### EXERCISE PROMPT
Could you report every line of the listing below that holds the word "JoinHandle"?

### RECORDS SHOWN
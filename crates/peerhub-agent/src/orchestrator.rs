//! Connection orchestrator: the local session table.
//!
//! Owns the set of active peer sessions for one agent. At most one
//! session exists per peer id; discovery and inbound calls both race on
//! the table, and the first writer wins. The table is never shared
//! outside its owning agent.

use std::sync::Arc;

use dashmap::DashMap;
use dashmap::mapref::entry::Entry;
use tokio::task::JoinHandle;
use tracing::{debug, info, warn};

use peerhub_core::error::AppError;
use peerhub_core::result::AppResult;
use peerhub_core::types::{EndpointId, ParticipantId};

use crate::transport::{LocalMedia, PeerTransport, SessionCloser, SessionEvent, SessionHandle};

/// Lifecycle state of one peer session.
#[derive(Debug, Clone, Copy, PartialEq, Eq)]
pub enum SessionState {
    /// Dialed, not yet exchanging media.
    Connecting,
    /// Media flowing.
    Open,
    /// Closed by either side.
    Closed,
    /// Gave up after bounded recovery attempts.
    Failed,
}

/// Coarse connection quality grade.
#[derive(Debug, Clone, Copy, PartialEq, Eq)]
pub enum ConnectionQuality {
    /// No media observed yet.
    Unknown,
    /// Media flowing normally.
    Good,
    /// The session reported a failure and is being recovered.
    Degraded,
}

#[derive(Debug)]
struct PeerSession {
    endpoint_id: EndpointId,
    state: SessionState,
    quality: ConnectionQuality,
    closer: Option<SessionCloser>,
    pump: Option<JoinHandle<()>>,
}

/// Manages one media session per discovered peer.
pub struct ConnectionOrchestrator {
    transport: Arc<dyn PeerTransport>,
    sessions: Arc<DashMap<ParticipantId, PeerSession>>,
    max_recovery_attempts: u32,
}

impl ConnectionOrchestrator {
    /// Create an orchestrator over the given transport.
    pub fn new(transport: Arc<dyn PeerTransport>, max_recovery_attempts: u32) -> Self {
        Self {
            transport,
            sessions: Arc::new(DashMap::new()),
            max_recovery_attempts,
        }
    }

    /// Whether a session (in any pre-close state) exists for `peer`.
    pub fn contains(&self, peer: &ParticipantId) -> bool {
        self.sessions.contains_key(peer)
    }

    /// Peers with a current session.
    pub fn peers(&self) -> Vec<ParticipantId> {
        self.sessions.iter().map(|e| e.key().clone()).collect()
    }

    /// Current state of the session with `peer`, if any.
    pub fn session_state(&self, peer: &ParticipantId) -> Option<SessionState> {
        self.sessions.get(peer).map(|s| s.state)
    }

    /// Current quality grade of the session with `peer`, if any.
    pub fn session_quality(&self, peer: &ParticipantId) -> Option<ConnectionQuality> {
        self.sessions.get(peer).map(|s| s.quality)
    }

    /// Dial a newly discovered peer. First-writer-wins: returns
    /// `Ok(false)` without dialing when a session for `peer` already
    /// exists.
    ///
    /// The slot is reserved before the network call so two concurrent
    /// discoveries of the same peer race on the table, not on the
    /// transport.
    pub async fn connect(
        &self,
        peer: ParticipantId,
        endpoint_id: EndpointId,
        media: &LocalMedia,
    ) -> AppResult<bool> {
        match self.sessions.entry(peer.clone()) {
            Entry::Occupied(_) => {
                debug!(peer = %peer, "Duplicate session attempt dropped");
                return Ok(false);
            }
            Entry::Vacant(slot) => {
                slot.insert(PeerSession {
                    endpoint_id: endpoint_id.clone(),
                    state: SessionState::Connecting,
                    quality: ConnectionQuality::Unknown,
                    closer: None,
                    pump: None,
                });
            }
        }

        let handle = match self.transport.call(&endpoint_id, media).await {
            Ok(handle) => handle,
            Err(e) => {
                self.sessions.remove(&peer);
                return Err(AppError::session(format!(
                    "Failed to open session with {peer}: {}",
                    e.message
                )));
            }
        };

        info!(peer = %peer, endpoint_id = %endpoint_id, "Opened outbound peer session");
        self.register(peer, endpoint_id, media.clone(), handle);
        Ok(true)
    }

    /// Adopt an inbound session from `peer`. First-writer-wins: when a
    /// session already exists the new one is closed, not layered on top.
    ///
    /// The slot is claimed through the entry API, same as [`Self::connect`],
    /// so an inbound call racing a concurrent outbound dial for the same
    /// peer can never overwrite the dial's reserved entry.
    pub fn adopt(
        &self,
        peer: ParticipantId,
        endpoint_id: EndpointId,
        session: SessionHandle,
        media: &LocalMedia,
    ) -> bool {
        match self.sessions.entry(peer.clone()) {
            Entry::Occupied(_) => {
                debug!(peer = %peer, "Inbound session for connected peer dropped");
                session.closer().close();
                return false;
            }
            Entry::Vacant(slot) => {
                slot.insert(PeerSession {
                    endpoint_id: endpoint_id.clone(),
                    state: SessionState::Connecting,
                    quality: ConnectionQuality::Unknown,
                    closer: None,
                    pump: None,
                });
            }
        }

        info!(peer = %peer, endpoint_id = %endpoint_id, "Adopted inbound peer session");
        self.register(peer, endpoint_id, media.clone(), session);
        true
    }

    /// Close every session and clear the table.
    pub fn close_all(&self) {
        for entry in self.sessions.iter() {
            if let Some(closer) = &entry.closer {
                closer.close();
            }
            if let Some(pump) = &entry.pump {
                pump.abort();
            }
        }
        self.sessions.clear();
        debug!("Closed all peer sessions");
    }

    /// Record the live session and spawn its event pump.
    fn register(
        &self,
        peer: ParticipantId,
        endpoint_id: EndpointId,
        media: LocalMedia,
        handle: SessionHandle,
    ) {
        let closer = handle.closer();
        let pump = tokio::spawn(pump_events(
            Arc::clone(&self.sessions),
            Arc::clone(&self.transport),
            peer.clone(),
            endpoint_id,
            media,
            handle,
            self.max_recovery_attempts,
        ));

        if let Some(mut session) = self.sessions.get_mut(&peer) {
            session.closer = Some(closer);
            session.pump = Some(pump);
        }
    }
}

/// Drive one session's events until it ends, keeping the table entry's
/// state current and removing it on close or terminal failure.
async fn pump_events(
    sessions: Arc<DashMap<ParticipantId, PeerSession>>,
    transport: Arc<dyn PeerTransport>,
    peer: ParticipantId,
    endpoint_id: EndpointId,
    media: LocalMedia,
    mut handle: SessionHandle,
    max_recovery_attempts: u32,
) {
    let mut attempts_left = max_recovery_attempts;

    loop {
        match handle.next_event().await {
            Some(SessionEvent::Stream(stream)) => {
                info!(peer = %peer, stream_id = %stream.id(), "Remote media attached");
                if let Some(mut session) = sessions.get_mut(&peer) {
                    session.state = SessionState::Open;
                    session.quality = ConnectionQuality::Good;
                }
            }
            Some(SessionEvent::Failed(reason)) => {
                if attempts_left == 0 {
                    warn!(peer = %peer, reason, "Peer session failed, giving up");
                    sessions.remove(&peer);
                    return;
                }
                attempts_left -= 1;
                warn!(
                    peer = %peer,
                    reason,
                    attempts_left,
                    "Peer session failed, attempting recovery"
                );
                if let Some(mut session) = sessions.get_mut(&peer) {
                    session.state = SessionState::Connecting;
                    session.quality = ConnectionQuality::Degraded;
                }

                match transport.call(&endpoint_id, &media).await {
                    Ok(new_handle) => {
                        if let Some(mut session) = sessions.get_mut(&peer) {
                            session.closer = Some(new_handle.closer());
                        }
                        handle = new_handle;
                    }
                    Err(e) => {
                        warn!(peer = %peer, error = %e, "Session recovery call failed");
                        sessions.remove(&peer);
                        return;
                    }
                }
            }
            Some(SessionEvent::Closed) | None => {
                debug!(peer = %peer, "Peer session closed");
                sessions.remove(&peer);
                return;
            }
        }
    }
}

### RESPONSE BELOW
use tokio::task::JoinHandle;
    pump: Option<JoinHandle<()>>,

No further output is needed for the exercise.